Le 5 novembre 1929, une déclaration du Bureau politique « La discipline du Parti et les élus » parue dans l’Humanité, donne comme tâche à la Conférence nationale de janvier, l’épuration de tous les éléments «opportunistes», «sociaux-démocrates», «confusionnistes», «paniquards », «freineurs» et le renforcement de la discipline à l’égard des élus. Cette déclaration vise les six conseillers municipaux de Paris, Louis Sellier, Jean Garchery, Louis Castellaz, Charles Joly, Louis Gelis, Camille Renault. Ceux-ci ne s’y trompent pas et décident de protester officiellement contre ce communiqué, à l’occasion de la conférence des élus communistes qui doit se tenir le 10 novembre suivant, à la Bellevilloise. Mais le lendemain un article de Marcel Cachin reprend dans les mêmes termes l’argument développé par le BP. Les « Six » décident alors de ne pas se participer à la conférence. Ils adressent au BP une lettre, dans laquelle, ils dénoncent le dénigrement systématique opéré dans le PC contre les élus depuis 1927, et critiquent son mode de fonctionnement, son « esprit anarcho-communiste » et son anti-parlementarisme outrancier. Sans remettre ouvertement en cause l’orientation adoptée lors du VIe congrès de l’IC, ils militent pour un « redressement » du parti en demandant que leur lettre soit publiée. Dès lors le processus de scission est engagé. Le 20 novembre, ils publient sur les murs de Paris une affiche annonçant leur rupture avec le PCF, appelant au soutien de la population, s’engageant ainsi dans la voie de la création d’un nouveau parti. Il semble que jusqu’au 3 novembre, ils ont espéré rallier Marcel Cachin à leurs vues et que celui-ci se soit montré hésitant jusqu’à cette date. L’article de Cachin dans l’Humanité du 6 novembre, met fin à ces incertitudes.

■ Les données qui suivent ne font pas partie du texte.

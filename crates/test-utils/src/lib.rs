//! Shared test utilities for the ocean-cluster workspace.
//!
//! This crate provides common testing infrastructure including:
//! - Test data path helpers
//! - Skip macros for optional test data
//! - Synthetic field generators
//! - On-disk dataset fixtures
//!
//! # Usage
//!
//! Add to your crate's `Cargo.toml`:
//!
//! ```toml
//! [dev-dependencies]
//! test-utils = { path = "../test-utils" }
//! ```
//!
//! Then import in your tests:
//!
//! ```ignore
//! use test_utils::{require_test_file, TempDataset};
//! ```

pub mod fixtures;
pub mod generators;
pub mod paths;

// Re-export commonly used items at the crate root
pub use fixtures::*;
pub use generators::*;
pub use paths::*;

/// Macro to skip a test if the required file is not found.
///
/// This is useful for tests that depend on external data files that may not
/// be present in all environments (e.g., CI without large test data).
///
/// # Usage
///
/// ```ignore
/// use test_utils::require_test_file;
///
/// #[test]
/// fn test_full_model_run() {
///     let path = require_test_file!("av_model_data30.npz");
///     // Test code using path...
/// }
/// ```
///
/// If the file is not found, the test will print a skip message and return early.
#[macro_export]
macro_rules! require_test_file {
    ($name:expr) => {{
        match $crate::find_test_file($name) {
            Some(path) => path,
            None => {
                eprintln!(
                    "SKIPPED: Test file '{}' not found. Download test data or set TEST_DATA_DIR.",
                    $name
                );
                return;
            }
        }
    }};
}

/// Macro to skip a test if any of the required files are not found.
///
/// # Usage
///
/// ```ignore
/// use test_utils::require_test_files;
///
/// #[test]
/// fn test_model_with_coordinates() {
///     let paths = require_test_files!("av_model_data30.npz", "lons_lats.npz");
///     // paths is Vec<PathBuf>
/// }
/// ```
#[macro_export]
macro_rules! require_test_files {
    ($($name:expr),+ $(,)?) => {{
        let mut paths = Vec::new();
        $(
            match $crate::find_test_file($name) {
                Some(path) => paths.push(path),
                None => {
                    eprintln!(
                        "SKIPPED: Test file '{}' not found. Download test data or set TEST_DATA_DIR.",
                        $name
                    );
                    return;
                }
            }
        )+
        paths
    }};
}

/// Macro for approximate floating-point equality assertions.
///
/// # Usage
///
/// ```ignore
/// use test_utils::assert_approx_eq;
///
/// assert_approx_eq!(1.0001_f64, 1.0_f64, 0.001_f64); // passes
/// assert_approx_eq!(1.1_f32, 1.0_f32, 0.001_f32);    // fails
/// ```
#[macro_export]
macro_rules! assert_approx_eq {
    ($left:expr, $right:expr, $epsilon:expr) => {{
        let left: f64 = $left as f64;
        let right: f64 = $right as f64;
        let epsilon: f64 = $epsilon as f64;
        let diff = (left - right).abs();
        if diff > epsilon {
            panic!(
                "assertion failed: `(left ≈ right)`\n  left: `{:?}`,\n right: `{:?}`,\n  diff: `{:?}` > epsilon `{:?}`",
                left, right, diff, epsilon
            );
        }
    }};
}

#[cfg(test)]
mod tests {
    use super::*;

    #[test]
    fn test_assert_approx_eq_passes() {
        assert_approx_eq!(1.0001, 1.0, 0.001);
        assert_approx_eq!(0.0, 0.0, 0.0001);
        assert_approx_eq!(-5.5, -5.500001, 0.0001);
    }

    #[test]
    #[should_panic(expected = "assertion failed")]
    fn test_assert_approx_eq_fails() {
        assert_approx_eq!(1.1, 1.0, 0.001);
    }
}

Dès le début décembre les « Six » font paraître une brochure volumineuse, Le Réquisitoire des «Six» dans laquelle, après avoir retracé l’historique du conflit, ils appellent à la constitution du Parti ouvrier paysan (POP) et annoncent la publication d’un nouveau journal, Ça ira, dont le premier numéro paraît le 15 février 1930. Le POP est effectivement créé le 6 décembre 1930, à la mairie de Clichy, en présence de 200 personnes. Louis Sellier en est le secrétaire général ainsi que le gérant de Ça ira.

Le principal point du programme politique du POP : la nécessité de reconstruire l’unité ouvrière rompue dix ans auparavant à Tours. Programme proche de celui du Parti socialiste communiste (PSC), nouveau nom depuis 1927 de l’Union socialiste communiste (USC) constituée en 1923 par Ludovic Oscar Frossard, Paul Louis, Maurice Juncker, Jean Gaudeaux, etc... Dès le début de 1930 des contacts ont lieu entre le POP et le PSC et une fusion est rapidement envisagée.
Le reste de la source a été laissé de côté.